[j-nsp] What do you think about the MX line?
Correa Adolfo
acorrea at mcmtelecom.com.mx
Mon Jun 27 21:22:01 EDT 2011
Yes, I'd go for MX240 and upper, as you could grow them redundantly and also in memory in the future.
-----Original Message-----
From: juniper-nsp-bounces at puck.nether.net [mailto:juniper-nsp-bounces at puck.nether.net] On Behalf Of Mehmet Akcin
Sent: domingo, 26 de junio de 2011 11:25 p.m.
To: Ryan Finnesey
Cc: juniper-nsp at puck.nether.net
Subject: Re: [j-nsp] What do you think about the MX line?
you probably want MX240-480-960s rather.
mehmet
On Jun 26, 2011, at 8:59 PM, Ryan Finnesey wrote:
> We are looking at the MX80s for about 60GB of traffic with also some private MLPS interconnection.
> Cheers
> Ryan
>
>
> -----Original Message-----
> From: Timothy Kaufman [mailto:tkaufman at corp.nac.net]
> Sent: Sunday, June 26, 2011 11:49 PM
> To: Ryan Finnesey; 'mtinka at globaltransit.net'; 'juniper-nsp at puck.nether.net'
> Subject: Re: [j-nsp] What do you think about the MX line?
>
> Which one are you looking at?
> How many peers do you plan to configure?
> How much traffic?
> Thanks
>
> Tim Kaufman
> Sent via blackberry
>
> ----- Original Message -----
> From: juniper-nsp-bounces at puck.nether.net <juniper-nsp-bounces at puck.nether.net>
> To: mtinka at globaltransit.net <mtinka at globaltransit.net>; juniper-nsp at puck.nether.net <juniper-nsp at puck.nether.net>
> Sent: Sun Jun 26 22:15:34 2011
> Subject: Re: [j-nsp] What do you think about the MX line?
>
> For us I will be looking at the MX Line mainly for peering.
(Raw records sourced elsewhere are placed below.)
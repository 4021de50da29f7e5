//! Shared maze-walking rules.
//!
//! Every actor moves in continuous pixel space along tile centerlines. Turns
//! happen only at tile centers; reversals are allowed anywhere. All speeds in
//! this core stay below one tile per tick, so a single step never skips a
//! decision point.

use glam::{IVec2, Vec2};

use crate::constants::CELL_SIZE;
use crate::map::{Direction, Map};
use crate::systems::components::{Position, Velocity};

const CENTER_EPSILON: f32 = 0.01;

/// What happened during one movement step.
#[derive(Debug, Clone, Copy, PartialEq, Eq)]
pub struct StepOutcome {
    /// The actor entered this new tile during the step.
    pub entered_tile: Option<IVec2>,
    /// The actor is stopped at a tile center against a wall.
    pub blocked: bool,
}

fn along(dir: Direction, point: Vec2, center: Vec2) -> f32 {
    let v = dir.as_ivec2();
    (point - center).dot(Vec2::new(v.x as f32, v.y as f32))
}

fn snap_to_centerline(dir: Direction, pos: Vec2, center: Vec2) -> Vec2 {
    match dir {
        Direction::Left | Direction::Right => Vec2::new(pos.x, center.y),
        Direction::Up | Direction::Down => Vec2::new(center.x, pos.y),
    }
}

/// Advances an actor by one tick worth of movement.
///
/// The wish direction is honored at the next tile center (or immediately for
/// a reversal); a blocked actor stops exactly on the center.
pub fn step(map: &Map, pos: &mut Position, vel: &mut Velocity, through_door: bool) -> StepOutcome {
    let before_tile = pos.tile();
    let tile = before_tile;
    let center = Map::center_of(tile);

    // Reversals do not wait for a decision point.
    if vel.wish == vel.direction.opposite() {
        vel.direction = vel.wish;
    }

    let at_center = along(vel.direction, pos.0, center).abs() < CENTER_EPSILON;
    if at_center {
        if vel.wish != vel.direction && map.is_walkable(map.wrap(tile + vel.wish.as_ivec2()), through_door) {
            vel.direction = vel.wish;
        }
        if !map.is_walkable(map.wrap(tile + vel.direction.as_ivec2()), through_door) {
            pos.0 = center;
            return StepOutcome {
                entered_tile: None,
                blocked: true,
            };
        }
    }

    let dir_vec = vel.direction.as_ivec2();
    let motion = Vec2::new(dir_vec.x as f32, dir_vec.y as f32) * vel.speed;
    let mut next = pos.0 + motion;

    // Clamp on the center we are about to cross when a turn is wanted there
    // or the tile ahead is a wall. The sub-pixel remainder is dropped; the
    // decision is made on the next tick.
    let s_old = along(vel.direction, pos.0, center);
    let s_new = along(vel.direction, next, center);
    if s_old < -CENTER_EPSILON && s_new >= 0.0 {
        let wants_turn = vel.wish != vel.direction && map.is_walkable(map.wrap(tile + vel.wish.as_ivec2()), through_door);
        let ahead_blocked = !map.is_walkable(map.wrap(tile + dir_vec), through_door);
        if wants_turn || ahead_blocked {
            next = center;
        }
    }

    next = snap_to_centerline(vel.direction, next, center);

    // Portal wrap-around.
    let span = map.width() as f32 * CELL_SIZE as f32;
    if next.x < 0.0 {
        next.x += span;
    } else if next.x >= span {
        next.x -= span;
    }

    pos.0 = next;
    let after_tile = pos.tile();
    StepOutcome {
        entered_tile: (after_tile != before_tile).then_some(after_tile),
        blocked: false,
    }
}

/// Straight-line movement towards a pixel target, axis by axis (horizontal
/// first). Used inside the ghost house where maze steering does not apply.
/// Returns true once the target is reached.
pub fn move_towards(pos: &mut Position, target: Vec2, speed: f32) -> bool {
    let mut remaining = speed;

    let dx = target.x - pos.0.x;
    if dx.abs() > CENTER_EPSILON {
        let step = dx.abs().min(remaining);
        pos.0.x += step * dx.signum();
        remaining -= step;
    }

    let dy = target.y - pos.0.y;
    if remaining > 0.0 && dy.abs() > CENTER_EPSILON {
        let step = dy.abs().min(remaining);
        pos.0.y += step * dy.signum();
    }

    (target - pos.0).length() <= CENTER_EPSILON
}

/// Euclidean distance between two tiles, the metric the original targeting
/// rules use.
pub fn tile_distance(a: IVec2, b: IVec2) -> f32 {
    let d = b - a;
    ((d.x * d.x + d.y * d.y) as f32).sqrt()
}

#[cfg(test)]
mod tests {
    use super::*;
    use crate::constants::RAW_BOARD;
    use crate::systems::components::{Position, Velocity};

    fn test_map() -> Map {
        Map::parse(&RAW_BOARD).unwrap()
    }

    #[test]
    fn test_straight_movement_advances() {
        let map = test_map();
        // Open corridor on the top pellet row.
        let mut pos = Position::at_tile(IVec2::new(6, 5));
        let mut vel = Velocity {
            direction: Direction::Right,
            wish: Direction::Right,
            speed: 1.0,
        };
        let before = pos.0;
        let outcome = step(&map, &mut pos, &mut vel, false);
        assert!(!outcome.blocked);
        assert_eq!(pos.0.x, before.x + 1.0);
        assert_eq!(pos.0.y, before.y);
    }

    #[test]
    fn test_blocked_at_wall_center() {
        let map = test_map();
        // Tile (1,1) has a wall above.
        let mut pos = Position::at_tile(IVec2::new(1, 1));
        let mut vel = Velocity {
            direction: Direction::Up,
            wish: Direction::Up,
            speed: 1.0,
        };
        let outcome = step(&map, &mut pos, &mut vel, false);
        assert!(outcome.blocked);
        assert_eq!(pos.0, Map::center_of(IVec2::new(1, 1)));
    }

    #[test]
    fn test_reversal_applies_immediately() {
        let map = test_map();
        let mut pos = Position::at_tile(IVec2::new(6, 5));
        let mut vel = Velocity {
            direction: Direction::Right,
            wish: Direction::Right,
            speed: 1.0,
        };
        step(&map, &mut pos, &mut vel, false);
        vel.wish = Direction::Left;
        step(&map, &mut pos, &mut vel, false);
        assert_eq!(vel.direction, Direction::Left);
        assert_eq!(pos.0, Map::center_of(IVec2::new(6, 5)));
    }

    #[test]
    fn test_portal_wraps_position() {
        let map = test_map();
        let mut pos = Position::at_tile(IVec2::new(0, 14));
        let mut vel = Velocity {
            direction: Direction::Left,
            wish: Direction::Left,
            speed: 2.0,
        };
        // Walk left through the portal; x must wrap to the right edge.
        for _ in 0..4 {
            step(&map, &mut pos, &mut vel, false);
        }
        assert!(pos.tile().x > 20);
    }

    #[test]
    fn test_move_towards_reports_arrival_on_the_landing_tick() {
        let target = Map::center_of(IVec2::new(6, 5));
        let mut pos = Position(target - Vec2::new(1.0, 0.0));
        // The whole budget lands exactly on the target; arrival is reported
        // on this call, not the next one.
        assert!(move_towards(&mut pos, target, 1.0));
        assert_eq!(pos.0, target);
    }

    #[test]
    fn test_move_towards_reaches_target() {
        let target = Map::center_of(IVec2::new(13, 14));
        let mut pos = Position::at_tile(IVec2::new(11, 14));
        let mut done = false;
        for _ in 0..40 {
            if move_towards(&mut pos, target, 0.5) {
                done = true;
                break;
            }
        }
        assert!(done);
        assert_eq!(pos.0, target);
    }
}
Anyone having issues with using them with peering?
>
> Cheers
> Ryan
>
>
> -----Original Message-----
> From: juniper-nsp-bounces at puck.nether.net
> [mailto:juniper-nsp-bounces at puck.nether.net] On Behalf Of Mark Tinka
> Sent: Sunday, June 26, 2011 9:19 PM
> To: juniper-nsp at puck.nether.net
> Subject: Re: [j-nsp] What do you think about the MX line?
>
> On Monday, June 27, 2011 06:56:48 AM Keegan Holley wrote:
>
>> I think the general attitude is positive towards them.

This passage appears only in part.